//! Sequential chunk submission with retry, timeout and cancellation.

use std::future::Future;
use std::time::Duration;

use tokio::sync::watch;
use tokio_util::sync::CancellationToken;

use crate::plan::Chunk;
use crate::remote::{ControlPlane, IsRetryable, RemoteError};
use crate::setting::SettingName;
use crate::time::{Sleeper, TokioSleeper};

use super::{ApplyError, ApplyState, FailureCause, RetryPolicy};

/// Default bound for a single control plane call.
pub const DEFAULT_SUBMIT_TIMEOUT: Duration = Duration::from_secs(30);

/// Outcome of a successful pass.
#[derive(Debug, Clone, Default, PartialEq, Eq)]
pub struct Applied {
    /// Chunks accepted by the remote.
    pub chunks: usize,
    /// Settings submitted across all chunks.
    pub settings: usize,
    /// Submitted settings that take effect only after a restart.
    pub pending_reboot: Vec<SettingName>,
    /// Positions of chunks that exceeded the size bound.
    pub oversized: Vec<usize>,
}

impl Applied {
    fn record(&mut self, chunk: &Chunk) {
        self.chunks += 1;
        self.settings += chunk.len();
        self.pending_reboot
            .extend(chunk.pending_reboot().map(|s| s.name.clone()));
    }

    /// Returns true if any submitted setting needs a restart.
    #[must_use]
    pub fn requires_restart(&self) -> bool {
        !self.pending_reboot.is_empty()
    }

    /// Folds another pass's outcome into this one.
    pub fn merge(&mut self, other: Self) {
        let offset = self.chunks;
        self.chunks += other.chunks;
        self.settings += other.settings;
        self.pending_reboot.extend(other.pending_reboot);
        self.oversized
            .extend(other.oversized.into_iter().map(|i| i + offset));
    }
}

#[derive(Debug, Clone, Copy, PartialEq, Eq)]
enum Submission {
    Apply,
    Reset,
}

impl Submission {
    const fn verb(self) -> &'static str {
        match self {
            Self::Apply => "Applying",
            Self::Reset => "Resetting",
        }
    }
}

/// Submits chunks to a [`ControlPlane`] one at a time, in order.
///
/// Transient failures are retried according to the [`RetryPolicy`];
/// any other failure stops the pass and later chunks are not attempted.
/// Each call is bounded by the submission timeout, and a timed-out call
/// counts as transient. The cancellation token is honoured between chunks
/// and during backoff, never in the middle of a call.
///
/// # Type Parameters
///
/// - `C`: the control plane
/// - `S`: the sleeper used for backoff (defaults to [`TokioSleeper`])
#[derive(Debug)]
pub struct Coordinator<C, S = TokioSleeper> {
    plane: C,
    sleeper: S,
    retry_policy: RetryPolicy,
    submit_timeout: Option<Duration>,
    state: watch::Sender<ApplyState>,
}

impl<C> Coordinator<C, TokioSleeper> {
    /// Creates a coordinator with the default retry policy and timeout.
    #[must_use]
    pub fn new(plane: C) -> Self {
        let (state, _) = watch::channel(ApplyState::Planned);
        Self {
            plane,
            sleeper: TokioSleeper,
            retry_policy: RetryPolicy::default(),
            submit_timeout: Some(DEFAULT_SUBMIT_TIMEOUT),
            state,
        }
    }
}

impl<C, S> Coordinator<C, S> {
    /// Replaces the backoff sleeper.
    #[must_use]
    pub fn with_sleeper<S2>(self, sleeper: S2) -> Coordinator<C, S2> {
        Coordinator {
            plane: self.plane,
            sleeper,
            retry_policy: self.retry_policy,
            submit_timeout: self.submit_timeout,
            state: self.state,
        }
    }

    /// Sets the retry policy.
    #[must_use]
    pub const fn with_retry_policy(mut self, policy: RetryPolicy) -> Self {
        self.retry_policy = policy;
        self
    }

    /// Sets the per-call timeout; `None` waits indefinitely.
    #[must_use]
    pub const fn with_submit_timeout(mut self, timeout: Option<Duration>) -> Self {
        self.submit_timeout = timeout;
        self
    }

    /// Returns the control plane.
    #[must_use]
    pub const fn plane(&self) -> &C {
        &self.plane
    }

    /// Returns the sleeper.
    #[must_use]
    pub const fn sleeper(&self) -> &S {
        &self.sleeper
    }

    /// Returns the retry policy.
    #[must_use]
    pub const fn retry_policy(&self) -> &RetryPolicy {
        &self.retry_policy
    }

    /// Returns the per-call timeout.
    #[must_use]
    pub const fn submit_timeout(&self) -> Option<Duration> {
        self.submit_timeout
    }

    /// Subscribes to state changes of the current and future passes.
    #[must_use]
    pub fn subscribe(&self) -> watch::Receiver<ApplyState> {
        self.state.subscribe()
    }

    /// Returns the latest published state.
    #[must_use]
    pub fn state(&self) -> ApplyState {
        *self.state.borrow()
    }
}

impl<C: ControlPlane, S: Sleeper> Coordinator<C, S> {
    /// Sets every chunk's settings, in order.
    ///
    /// # Errors
    ///
    /// Returns [`ApplyError`] naming the first chunk that could not be
    /// submitted and why.
    pub async fn apply<I>(
        &self,
        resource: &str,
        chunks: I,
        cancel: &CancellationToken,
    ) -> Result<Applied, ApplyError>
    where
        I: IntoIterator<Item = Chunk>,
    {
        self.submit_all(Submission::Apply, resource, chunks, cancel)
            .await
    }

    /// Resets every chunk's settings to engine defaults, in order.
    ///
    /// # Errors
    ///
    /// See [`apply`](Self::apply).
    pub async fn reset<I>(
        &self,
        resource: &str,
        chunks: I,
        cancel: &CancellationToken,
    ) -> Result<Applied, ApplyError>
    where
        I: IntoIterator<Item = Chunk>,
    {
        self.submit_all(Submission::Reset, resource, chunks, cancel)
            .await
    }

    /// Runs `operation` under the coordinator's timeout, retry and
    /// cancellation rules.
    ///
    /// # Errors
    ///
    /// Returns the [`FailureCause`] once retries are exhausted, a
    /// non-transient error occurs, or `cancel` fires.
    pub async fn with_retry<T, F, Fut>(
        &self,
        cancel: &CancellationToken,
        mut operation: F,
    ) -> Result<T, FailureCause>
    where
        F: FnMut() -> Fut,
        Fut: Future<Output = Result<T, RemoteError>>,
    {
        let max_attempts = self.retry_policy.max_attempts;
        let mut attempt = 0;

        loop {
            if cancel.is_cancelled() {
                return Err(FailureCause::Cancelled);
            }
            attempt += 1;

            let error = match self.bounded(operation()).await {
                Ok(value) => return Ok(value),
                Err(error) => error,
            };

            if !error.is_retryable() || !self.retry_policy.should_retry(attempt) {
                return Err(FailureCause::from_remote(error, attempt));
            }

            let delay = self.retry_policy.jittered_delay(attempt - 1);
            tracing::warn!(
                "Attempt {attempt}/{max_attempts} failed: {error}; retrying in {:.1}s",
                delay.as_secs_f64()
            );

            tokio::select! {
                () = self.sleeper.sleep(delay) => {}
                () = cancel.cancelled() => return Err(FailureCause::Cancelled),
            }
        }
    }

    async fn bounded<T>(
        &self,
        call: impl Future<Output = Result<T, RemoteError>>,
    ) -> Result<T, RemoteError> {
        let Some(limit) = self.submit_timeout else {
            return call.await;
        };
        tokio::time::timeout(limit, call).await.unwrap_or_else(|_| {
            Err(RemoteError::transient(format!(
                "Call timed out after {:.1}s",
                limit.as_secs_f64()
            )))
        })
    }

    async fn submit(
        &self,
        kind: Submission,
        resource: &str,
        chunk: &Chunk,
    ) -> Result<(), RemoteError> {
        match kind {
            Submission::Apply => self.plane.apply_settings(resource, chunk).await,
            Submission::Reset => self.plane.reset_settings(resource, chunk).await,
        }
    }

    async fn submit_all<I>(
        &self,
        kind: Submission,
        resource: &str,
        chunks: I,
        cancel: &CancellationToken,
    ) -> Result<Applied, ApplyError>
    where
        I: IntoIterator<Item = Chunk>,
    {
        let chunks = chunks.into_iter();
        let total = chunks.size_hint().0;
        self.state.send_replace(ApplyState::Planned);
        tracing::info!("{} {total} chunk(s) on '{resource}'", kind.verb());

        let mut applied = Applied::default();
        for (index, chunk) in chunks.enumerate() {
            self.state.send_replace(ApplyState::Applying {
                index,
                total: total.max(index + 1),
            });

            if chunk.is_oversized() {
                tracing::warn!(
                    "Chunk {index} holds {} coupled settings, above the size bound; submitting whole",
                    chunk.len()
                );
                applied.oversized.push(index);
            }
            tracing::debug!(
                "Chunk {index}: {}",
                chunk
                    .names()
                    .map(SettingName::as_str)
                    .collect::<Vec<_>>()
                    .join(", ")
            );

            if let Err(cause) = self
                .with_retry(cancel, || self.submit(kind, resource, &chunk))
                .await
            {
                tracing::error!("Chunk {index} on '{resource}' failed: {cause}");
                self.state.send_replace(ApplyState::Failed { index });
                return Err(ApplyError {
                    chunk_index: index,
                    names: chunk.names().cloned().collect(),
                    cause,
                });
            }
            applied.record(&chunk);
        }

        self.state.send_replace(ApplyState::Applied);
        tracing::info!(
            "Submitted {} chunk(s), {} setting(s) on '{resource}'",
            applied.chunks,
            applied.settings
        );
        Ok(applied)
    }
}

● About this task
Starting at the line above that holds "#[derive(Debug, Clone, Default, PartialEq, Eq)]" and ending at the line that holds "self.settings += chunk.len();", transcribe each line exactly and include no other lines.

● Task response
#[derive(Debug, Clone, Default, PartialEq, Eq)]
pub struct Applied {
    /// Chunks accepted by the remote.
    pub chunks: usize,
    /// Settings submitted across all chunks.
    pub settings: usize,
    /// Submitted settings that take effect only after a restart.
    pub pending_reboot: Vec<SettingName>,
    /// Positions of chunks that exceeded the size bound.
    pub oversized: Vec<usize>,
}

impl Applied {
    fn record(&mut self, chunk: &Chunk) {
        self.chunks += 1;
        self.settings += chunk.len();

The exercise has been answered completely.